Nuclear talks in Vienna
Nuclear talks in ViennaHandout, Reuters

Iran’s Foreign Minister Hossein Amir-Abdollahian said his country is still open to negotiations for reviving a nuclear deal with global powers but will alter course if the West doesn't change its behavior, AFP reports.

The remarks were made on Wednesday on the sidelines of Amir-Abdollahian’s visit to Oman, a Gulf state which played a mediating role in the build-up to the original 2015 agreement.

Iran has scaled back its compliance with the 2015 deal since then-US President Donald Trump withdrew from it in 2018, but earlier this year held indirect talks with the US on a return to compliance.

Those talks have been stalled since September, when Iran announced it had submitted its comments to the US response to the European Union’s draft for reviving the 2015 Iran nuclear deal.

While Iran’s Foreign Ministry spokesperson said at the time that Iran’s response was prepared based on a constructive approach, a senior Biden administration official said the Iranian response "is not at all encouraging.”

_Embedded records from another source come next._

impl Session {
    pub fn new(mode: DesignMode) -> Self {
        Self {
            id: Uuid::new_v4(),
            epoch: 0,
            mode,
            phase: Phase::Initial,
            source_image: None,
            current_image: None,
            conversation: Vec::new(),
            items: Vec::new(),
            social_caption: None,
            last_error: None,
            activity: None,
        }
    }

    pub fn id(&self) -> Uuid {
        self.id
    }

    pub fn epoch(&self) -> u64 {
        self.epoch
    }

    pub fn mode(&self) -> DesignMode {
        self.mode
    }

    pub fn phase(&self) -> Phase {
        self.phase
    }

    pub fn current_image(&self) -> Option<&ImageData> {
        self.current_image.as_ref()
    }

    pub fn snapshot(&self) -> SessionSnapshot {
        SessionSnapshot {
            session_id: self.id,
            epoch: self.epoch,
            mode: self.mode,
            phase: self.phase,
            source_image: self.source_image.clone(),
            display_image: self.current_image.clone(),
            conversation: self.conversation.clone(),
            items: self.items.clone(),
            social_caption: self.social_caption.clone(),
            last_error: self.last_error.clone(),
            activity: self.activity,
        }
    }

    /// Discards everything and starts an empty session in `mode`.
    /// The epoch moves on so in-flight results for the old session are dropped.
    pub fn reset(&mut self, mode: DesignMode) {
        let epoch = self.epoch + 1;
        *self = Session::new(mode);
        self.epoch = epoch;
    }

    pub fn accept_upload(&mut self, image: ImageData) -> Result<(), DesignError> {
        match self.phase {
            Phase::Initial | Phase::ImageUploaded | Phase::Error => {
                self.source_image = Some(image);
                self.current_image = None;
                self.last_error = None;
                self.phase = Phase::ImageUploaded;
                Ok(())
            }
            phase => Err(DesignError::InvalidTransition {
                action: "upload an image",
                phase,
            }),
        }
    }

    pub fn begin_generation(&mut self) -> Result<GenerationTicket, DesignError> {
        let source = match (self.phase, &self.source_image) {
            (Phase::ImageUploaded | Phase::Error, Some(source)) => source.clone(),
            (phase, _) => {
                return Err(DesignError::InvalidTransition {
                    action: "generate a design",
                    phase,
                })
            }
        };

        self.phase = Phase::Generating;
        self.current_image = None;
        self.items.clear();
        self.social_caption = None;
        self.conversation.clear();
        self.last_error = None;
        self.activity = None;

        Ok(GenerationTicket {
            epoch: self.epoch,
            mode: self.mode,
            source,
        })
    }

    pub fn complete_generation(
        &mut self,
        epoch: u64,
        prompt: &str,
        result: DesignResult,
    ) -> Result<(), DesignError> {
        self.ensure_current(epoch)?;

        self.current_image = Some(result.image);
        self.apply_artifacts(result.items, result.caption);

        if !prompt.trim().is_empty() {
            self.conversation.push(Message::user(prompt));
        }
        self.conversation.push(Message::assistant(INITIAL_DESIGN_REPLY));
        self.finish(Phase::ResultsReady);
        Ok(())
    }

    pub fn fail_generation(&mut self, epoch: u64, detail: &str) -> Result<(), DesignError> {
        self.ensure_current(epoch)?;
        let prefix = match self.mode {
            DesignMode::Interior => "Failed to generate design.",
            DesignMode::Content => "Failed to generate content.",
        };
        self.last_error = Some(format!("{prefix} {detail}"));
        self.current_image = None;
        self.finish(Phase::Error);
        Ok(())
    }

    /// Starts a chat edit. Returns `Ok(None)` when the message is blank or
    /// there is no image to edit yet; the session is left untouched then.
    pub fn begin_chat(&mut self, text: &str) -> Result<Option<ChatTicket>, DesignError> {
        if text.trim().is_empty() {
            return Ok(None);
        }
        let Some(current) = self.current_image.clone() else {
            return Ok(None);
        };
        if self.phase != Phase::ResultsReady {
            return Err(DesignError::InvalidTransition {
                action: "send a message",
                phase: self.phase,
            });
        }

        self.conversation.push(Message::user(text));
        self.phase = Phase::Generating;
        self.activity = None;

        Ok(Some(ChatTicket {
            epoch: self.epoch,
            mode: self.mode,
            current,
            instruction: text.to_string(),
        }))
    }

    pub fn complete_chat(&mut self, epoch: u64, edit: ChatEdit) -> Result<(), DesignError> {
        self.ensure_current(epoch)?;
        match edit {
            ChatEdit::Image {
                image,
                items,
                caption,
            } => {
                self.current_image = Some(image);
                self.apply_artifacts(items, caption);
            }
            ChatEdit::CaptionOnly(caption) => {
                if self.mode == DesignMode::Content {
                    self.social_caption = Some(caption);
                }
            }
        }
        self.conversation.push(Message::assistant(EDIT_APPLIED_REPLY));
        self.finish(Phase::ResultsReady);
        Ok(())
    }

    /// A failed chat edit is never fatal: the prior artifacts stay and the
    /// assistant apologises.
    pub fn fail_chat(&mut self, epoch: u64) -> Result<(), DesignError> {
        self.ensure_current(epoch)?;
        self.conversation.push(Message::assistant(EDIT_FAILED_REPLY));
        self.finish(Phase::ResultsReady);
        Ok(())
    }

    /// Updates the progress label of the running work.
    pub fn set_activity(&mut self, epoch: u64, label: &'static str) -> Result<(), DesignError> {
        self.ensure_current(epoch)?;
        self.activity = Some(label);
        Ok(())
    }

    fn ensure_current(&self, epoch: u64) -> Result<(), DesignError> {
        if epoch == self.epoch && self.phase == Phase::Generating {
            Ok(())
        } else {
            Err(DesignError::Superseded)
        }
    }

    /// Items only exist in interior mode and captions only in content mode.
    fn apply_artifacts(&mut self, items: Vec<FurnitureItem>, caption: Option<String>) {
        match self.mode {
            DesignMode::Interior => {
                self.items = items;
                self.social_caption = None;
            }
            DesignMode::Content => {
                self.items.clear();
                if caption.is_some() {
                    self.social_caption = caption;
                }
            }
        }
    }

    fn finish(&mut self, phase: Phase) {
        self.phase = phase;
        self.activity = None;
    }
}
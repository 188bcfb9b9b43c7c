//! services/api/src/config.rs
//!
//! Defines the application's configuration structure and loading logic.
//!
//! All configuration is loaded from environment variables at startup. The `.env`
//! file is used for local development.

use std::net::SocketAddr;
use std::time::Duration;
use tracing::Level;

pub const DEFAULT_GEMINI_API_BASE: &str = "https://generativelanguage.googleapis.com/v1beta";
pub const DEFAULT_IMAGE_MODEL: &str = "gemini-2.5-flash-image";
pub const DEFAULT_TEXT_MODEL: &str = "gemini-2.5-flash";

/// A custom error type for configuration loading failures.
#[derive(Debug, thiserror::Error)]
pub enum ConfigError {
    #[error("Missing the environment variable {0}")]
    MissingVar(String),
    #[error("Invalid value for the environment variable {0}: {1}")]
    InvalidValue(String, String),
}

/// Holds all configuration loaded from the environment at startup.
#[derive(Clone, Debug)]
pub struct Config {
    pub bind_address: SocketAddr,
    pub log_level: Level,
    pub allowed_origin: String,
    pub gemini_api_key: String,
    pub gemini_api_base: String,
    pub image_model: String,
    pub text_model: String,
    pub request_timeout: Duration,
}

impl Config {
    /// Loads configuration from environment variables.
    ///
    /// It will look for a `.env` file in the current directory for development,
    /// but this is skipped in test environments to ensure tests are hermetic.
    pub fn from_env() -> Result<Self, ConfigError> {
        // Only load from .env in non-test mode to avoid contamination.
        if !cfg!(test) {
            dotenvy::dotenv().ok();
        }
        Self::from_lookup(|name| std::env::var(name).ok())
    }

    /// Builds the configuration from any variable source.
    pub fn from_lookup(lookup: impl Fn(&str) -> Option<String>) -> Result<Self, ConfigError> {
        let var = |name: &str| lookup(name).filter(|value| !value.trim().is_empty());

        // --- Server Settings ---
        let bind_address_str = var("BIND_ADDRESS").unwrap_or_else(|| "0.0.0.0:3000".to_string());
        let bind_address = bind_address_str.parse::<SocketAddr>().map_err(|e| {
            ConfigError::InvalidValue("BIND_ADDRESS".to_string(), e.to_string())
        })?;

        let log_level_str = var("RUST_LOG").unwrap_or_else(|| "INFO".to_string());
        let log_level = log_level_str.parse::<Level>().map_err(|_| {
            ConfigError::InvalidValue(
                "RUST_LOG".to_string(),
                format!("'{}' is not a valid log level", log_level_str),
            )
        })?;

        let allowed_origin =
            var("ALLOWED_ORIGIN").unwrap_or_else(|| "http://localhost:3000".to_string());

        // --- Generative Service Settings ---
        let gemini_api_key = var("GEMINI_API_KEY")
            .ok_or_else(|| ConfigError::MissingVar("GEMINI_API_KEY".to_string()))?;
        let gemini_api_base = var("GEMINI_API_BASE")
            .map(|base| base.trim().trim_end_matches('/').to_string())
            .unwrap_or_else(|| DEFAULT_GEMINI_API_BASE.to_string());
        let image_model = var("IMAGE_MODEL").unwrap_or_else(|| DEFAULT_IMAGE_MODEL.to_string());
        let text_model = var("TEXT_MODEL").unwrap_or_else(|| DEFAULT_TEXT_MODEL.to_string());

        let timeout_str = var("REQUEST_TIMEOUT_SECS").unwrap_or_else(|| "120".to_string());
        let request_timeout = timeout_str
            .parse::<u64>()
            .ok()
            .filter(|secs| *secs > 0)
            .map(Duration::from_secs)
            .ok_or_else(|| {
                ConfigError::InvalidValue(
                    "REQUEST_TIMEOUT_SECS".to_string(),
                    format!("'{}' is not a positive number of seconds", timeout_str),
                )
            })?;

        Ok(Self {
            bind_address,
            log_level,
            allowed_origin,
            gemini_api_key,
            gemini_api_base,
            image_model,
            text_model,
            request_timeout,
        })
    }
}

#[cfg(test)]
mod tests {
    use super::*;
    use std::collections::HashMap;

    fn load(vars: &[(&str, &str)]) -> Result<Config, ConfigError> {
        let map: HashMap<String, String> = vars
            .iter()
            .map(|(k, v)| (k.to_string(), v.to_string()))
            .collect();
        Config::from_lookup(|name| map.get(name).cloned())
    }

    #[test]
    fn defaults_apply_when_only_the_key_is_set() {
        let config = load(&[("GEMINI_API_KEY", "secret")]).unwrap();
        assert_eq!(config.bind_address.to_string(), "0.0.0.0:3000");
        assert_eq!(config.log_level, Level::INFO);
        assert_eq!(config.gemini_api_base, DEFAULT_GEMINI_API_BASE);
        assert_eq!(config.image_model, "gemini-2.5-flash-image");
        assert_eq!(config.text_model, "gemini-2.5-flash");
        assert_eq!(config.request_timeout, Duration::from_secs(120));
        assert_eq!(config.allowed_origin, "http://localhost:3000");
    }

    #[test]
    fn missing_key_is_reported() {
        let err = load(&[]).unwrap_err();
        assert!(matches!(err, ConfigError::MissingVar(name) if name == "GEMINI_API_KEY"));
    }

    #[test]
    fn invalid_values_are_reported() {
        let err = load(&[("GEMINI_API_KEY", "k"), ("BIND_ADDRESS", "nowhere")]).unwrap_err();
        assert!(matches!(err, ConfigError::InvalidValue(name, _) if name == "BIND_ADDRESS"));

        let err = load(&[("GEMINI_API_KEY", "k"), ("REQUEST_TIMEOUT_SECS", "0")]).unwrap_err();
        assert!(matches!(err, ConfigError::InvalidValue(name, _) if name == "REQUEST_TIMEOUT_SECS"));

        let err = load(&[("GEMINI_API_KEY", "k"), ("RUST_LOG", "chatty")]).unwrap_err();
        assert!(matches!(err, ConfigError::InvalidValue(name, _) if name == "RUST_LOG"));
    }

    #[test]
    fn api_base_loses_trailing_slash() {
        let config = load(&[
            ("GEMINI_API_KEY", "k"),
            ("GEMINI_API_BASE", "http://localhost:9000/v1beta/"),
        ])
        .unwrap();
        assert_eq!(config.gemini_api_base, "http://localhost:9000/v1beta");
    }
}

A US official later said that the efforts to revive the 2015 Iran nuclear deal have “hit a wall” because of Iran's insistence on the closure of the UN nuclear watchdog's investigations.

More recently, the US envoy for Iran, Robert Malley, said that Iran's crackdown on protesters and the sale of drones to Russia have turned the United States' focus away from reviving the nuclear deal.

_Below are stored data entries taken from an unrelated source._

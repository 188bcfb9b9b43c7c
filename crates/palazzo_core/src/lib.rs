pub mod codec;
pub mod domain;
pub mod intent;
pub mod orchestrator;
pub mod pipeline;
pub mod ports;
pub mod session;

#[cfg(test)]
mod test_support;

pub use codec::{CodecError, UploadedFile};
pub use domain::{
    DesignFeedback, DesignMode, DesignStyle, FurnitureItem, ImageData, Message, PartialItem, Sender,
};
pub use intent::{Intent, IntentRouter};
pub use orchestrator::{DesignOrchestrator, DesignServices, ExportedImage};
pub use pipeline::FurniturePipeline;
pub use ports::{
    CaptionService, ImageGenerationService, IntentClassificationService, ItemExtractionService,
    PortError, PortResult, ProductPhotoService, SessionObserver,
};
pub use session::{DesignError, Phase, Session, SessionSnapshot};
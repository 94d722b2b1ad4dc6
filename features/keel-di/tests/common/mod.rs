use std::sync::{
    atomic::{AtomicUsize, Ordering},
    Arc,
};

/// Prints engine logs when a test is run with `RUST_LOG=keel_di=debug`
pub fn init_tracing() {
    let _ = tracing_subscriber::fmt()
        .with_env_filter(tracing_subscriber::EnvFilter::from_default_env())
        .with_test_writer()
        .try_init();
}

/// Counts constructor calls
#[derive(Clone, Default)]
pub struct Calls(Arc<AtomicUsize>);
impl Calls {
    /// Registers a call, returns the number of calls before this one
    pub fn hit(&self) -> usize {
        self.0.fetch_add(1, Ordering::SeqCst)
    }

    pub fn count(&self) -> usize {
        self.0.load(Ordering::SeqCst)
    }
}
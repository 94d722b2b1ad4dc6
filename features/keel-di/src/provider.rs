use std::{fmt::Debug, future::Future, sync::Arc};

use crate::{
    arguments::Arguments,
    factories::{Constructible, DynConstructor, DynFactory, FnConstructor, FnFactory},
    types::{DynError, Injectable, Instance, Token, TypeInfo},
};

/// Lifetime of the instances a provider produces
#[derive(Debug, Clone, Copy, PartialEq, Eq, Hash, Default)]
pub enum Scope {
    /// One instance for the lifetime of the container
    #[default]
    Singleton,
    /// One instance per context id
    Request,
    /// One instance per context id and inquiring provider
    Transient,
}

/// Token of a dependency, either given directly or resolved on lookup
#[derive(Clone)]
pub enum DependencyToken {
    Direct(Token),
    Forward(Arc<dyn Fn() -> Token + Send + Sync>),
}
impl DependencyToken {
    /// Dereferences forward references
    pub fn token(&self) -> Token {
        match self {
            DependencyToken::Direct(token) => token.clone(),
            DependencyToken::Forward(resolve) => resolve(),
        }
    }
}
impl Debug for DependencyToken {
    fn fmt(&self, f: &mut std::fmt::Formatter<'_>) -> std::fmt::Result {
        match self {
            DependencyToken::Direct(token) => f.debug_tuple("Direct").field(token).finish(),
            DependencyToken::Forward(_) => f.debug_tuple("Forward").field(&self.token()).finish(),
        }
    }
}

/// Information about a provider dependency
#[derive(Debug, Clone)]
pub struct Dependency {
    /// The required token
    pub token: DependencyToken,
    /// If it is optional or required
    pub optional: bool,
}
impl Dependency {
    /// Depends on the provider registered for type `T`
    pub fn on<T: 'static + ?Sized>() -> Self {
        Self::token(Token::of::<T>())
    }

    pub fn token(token: impl Into<Token>) -> Self {
        Dependency {
            token: DependencyToken::Direct(token.into()),
            optional: false,
        }
    }

    /// Depends on a token which is only looked up during resolution
    ///
    /// Forward edges may close a cycle. The dependent receives a
    /// [`Lazy`](crate::Lazy) handle instead of the instance itself.
    pub fn forward(resolve: impl Fn() -> Token + Send + Sync + 'static) -> Self {
        Dependency {
            token: DependencyToken::Forward(Arc::new(resolve)),
            optional: false,
        }
    }

    /// Resolves to an absent argument if the token can't be found
    pub fn optional(mut self) -> Self {
        self.optional = true;
        self
    }

    pub fn is_forward(&self) -> bool {
        matches!(self.token, DependencyToken::Forward(_))
    }
}

/// How a provider produces its instance
#[derive(Clone)]
pub enum ProviderDefinition {
    /// Synchronous constructor called with the resolved constructor dependencies
    Class {
        constructor: Arc<dyn DynConstructor>,
        dependencies: Vec<Dependency>,
    },
    /// An existing instance
    Value(Instance),
    /// Asynchronous factory called with its inject list, in declared order
    Factory {
        factory: Arc<dyn DynFactory>,
        inject: Vec<Dependency>,
    },
    /// Forwards to the instance of another token
    Alias(Token),
}
impl ProviderDefinition {
    /// The dependencies in argument order
    pub fn dependencies(&self) -> Vec<Dependency> {
        match self {
            ProviderDefinition::Class { dependencies, .. } => dependencies.clone(),
            ProviderDefinition::Factory { inject, .. } => inject.clone(),
            ProviderDefinition::Value(_) => Vec::new(),
            ProviderDefinition::Alias(target) => vec![Dependency::token(target.clone())],
        }
    }

    /// The type produced, if known before instantiation
    pub fn supplies(&self) -> Option<TypeInfo> {
        match self {
            ProviderDefinition::Class { constructor, .. } => Some(constructor.supplies()),
            ProviderDefinition::Factory { factory, .. } => Some(factory.supplies()),
            ProviderDefinition::Value(instance) => Some(instance.info),
            ProviderDefinition::Alias(_) => None,
        }
    }

    fn kind(&self) -> &'static str {
        match self {
            ProviderDefinition::Class { .. } => "Class",
            ProviderDefinition::Value(_) => "Value",
            ProviderDefinition::Factory { .. } => "Factory",
            ProviderDefinition::Alias(_) => "Alias",
        }
    }
}
impl Debug for ProviderDefinition {
    fn fmt(&self, f: &mut std::fmt::Formatter<'_>) -> std::fmt::Result {
        match self {
            ProviderDefinition::Alias(target) => f.debug_tuple("Alias").field(target).finish(),
            _ => f
                .debug_struct(self.kind())
                .field("supplies", &self.supplies().map(|info| info.type_name))
                .field("dependencies", &self.dependencies())
                .finish(),
        }
    }
}

/// A provider declaration, as handed over by whoever builds the module graph
///
/// # Example
/// ```rust
/// use keel_di::{Dependency, Provider, Scope};
///
/// struct Clock;
/// struct RequestLog(Vec<String>);
///
/// let clock = Provider::value(Clock);
/// let log = Provider::class_with(vec![Dependency::on::<Clock>()], |_args| {
///     Ok::<_, std::convert::Infallible>(RequestLog(Vec::new()))
/// })
/// .scope(Scope::Request);
/// let timestamp = Provider::alias("clock", keel_di::Token::of::<Clock>());
/// ```
#[derive(Debug, Clone)]
pub struct Provider {
    pub(crate) token: Token,
    pub(crate) definition: ProviderDefinition,
    pub(crate) scope: Scope,
    pub(crate) durable: bool,
}
impl Provider {
    pub fn new(token: impl Into<Token>, definition: ProviderDefinition) -> Self {
        Provider {
            token: token.into(),
            definition,
            scope: Scope::default(),
            durable: false,
        }
    }

    /// Provides `T` through its [`Constructible`] implementation
    pub fn class<T: Constructible>() -> Self {
        Self::class_with(T::dependencies(), T::construct)
    }

    /// Provides `T` through a synchronous constructor
    pub fn class_with<T, F, E>(dependencies: Vec<Dependency>, constructor: F) -> Self
    where
        T: Injectable,
        F: Fn(&mut Arguments) -> Result<T, E> + Send + Sync + 'static,
        E: Into<DynError>,
    {
        Self::new(
            Token::of::<T>(),
            ProviderDefinition::Class {
                constructor: Arc::new(FnConstructor::new(constructor)),
                dependencies,
            },
        )
    }

    /// Provides an existing value
    pub fn value<T: Injectable>(value: T) -> Self {
        Self::instance(Token::of::<T>(), Instance::new(value))
    }

    /// Provides an existing, already type erased instance
    pub fn instance(token: impl Into<Token>, instance: Instance) -> Self {
        Self::new(token, ProviderDefinition::Value(instance))
    }

    /// Provides `T` through an asynchronous factory
    pub fn factory<T, F, Fut, E>(inject: Vec<Dependency>, factory: F) -> Self
    where
        T: Injectable,
        F: Fn(Arguments) -> Fut + Send + Sync + 'static,
        Fut: Future<Output = Result<T, E>> + Send + 'static,
        E: Into<DynError>,
    {
        Self::new(
            Token::of::<T>(),
            ProviderDefinition::Factory {
                factory: Arc::new(FnFactory::new(factory)),
                inject,
            },
        )
    }

    /// Makes `token` resolve to the instance of `target`
    pub fn alias(token: impl Into<Token>, target: impl Into<Token>) -> Self {
        Self::new(token, ProviderDefinition::Alias(target.into()))
    }

    /// Registers the provider under a different token
    pub fn with_token(mut self, token: impl Into<Token>) -> Self {
        self.token = token.into();
        self
    }

    pub fn scope(mut self, scope: Scope) -> Self {
        self.scope = scope;
        self
    }

    /// Marks a request scoped provider as durable
    ///
    /// Durable providers are cached under the context derived from the request context
    pub fn durable(mut self) -> Self {
        self.durable = true;
        self
    }

    pub fn token(&self) -> &Token {
        &self.token
    }

    pub fn definition(&self) -> &ProviderDefinition {
        &self.definition
    }
}

#[cfg(test)]
mod tests {
    use super::{Dependency, Provider, ProviderDefinition, Scope};
    use crate::types::{Token, TypeInfo};

    struct Engine;

    #[test]
    fn alias_depends_on_its_target() {
        let alias = Provider::alias("motor", Token::of::<Engine>());
        let dependencies = alias.definition().dependencies();

        assert_eq!(dependencies.len(), 1);
        assert_eq!(dependencies[0].token.token(), Token::of::<Engine>());
        assert_eq!(alias.definition().supplies(), None);
    }

    #[test]
    fn forward_tokens_are_resolved_on_lookup() {
        let dependency = Dependency::forward(|| Token::name("late")).optional();

        assert!(dependency.is_forward());
        assert!(dependency.optional);
        assert_eq!(dependency.token.token(), Token::name("late"));
    }

    #[test]
    fn it_builds_scoped_providers() {
        let provider = Provider::value(Engine)
            .with_token("engine")
            .scope(Scope::Request)
            .durable();

        assert_eq!(provider.token(), &Token::name("engine"));
        assert_eq!(provider.scope, Scope::Request);
        assert!(provider.durable);
        assert!(matches!(provider.definition(), ProviderDefinition::Value(_)));
        assert_eq!(
            provider.definition().supplies(),
            Some(TypeInfo::of::<Engine>())
        );
    }
}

"The window for reaching an agreement on the part of the Islamic Republic of Iran will not always be open," Amir-Abdollahian said on Wednesday in a video issued by Iranian state media.

"If the opposite parties do not stop hypocrisy, especially the Americans, and the Westerners do not act realistically, it is not certain that the window that is open today will remain open tomorrow," he added.

"If the Westerners want to continue their hypocritical and interventionist behavior, we will move in the direction of another plan," he stated.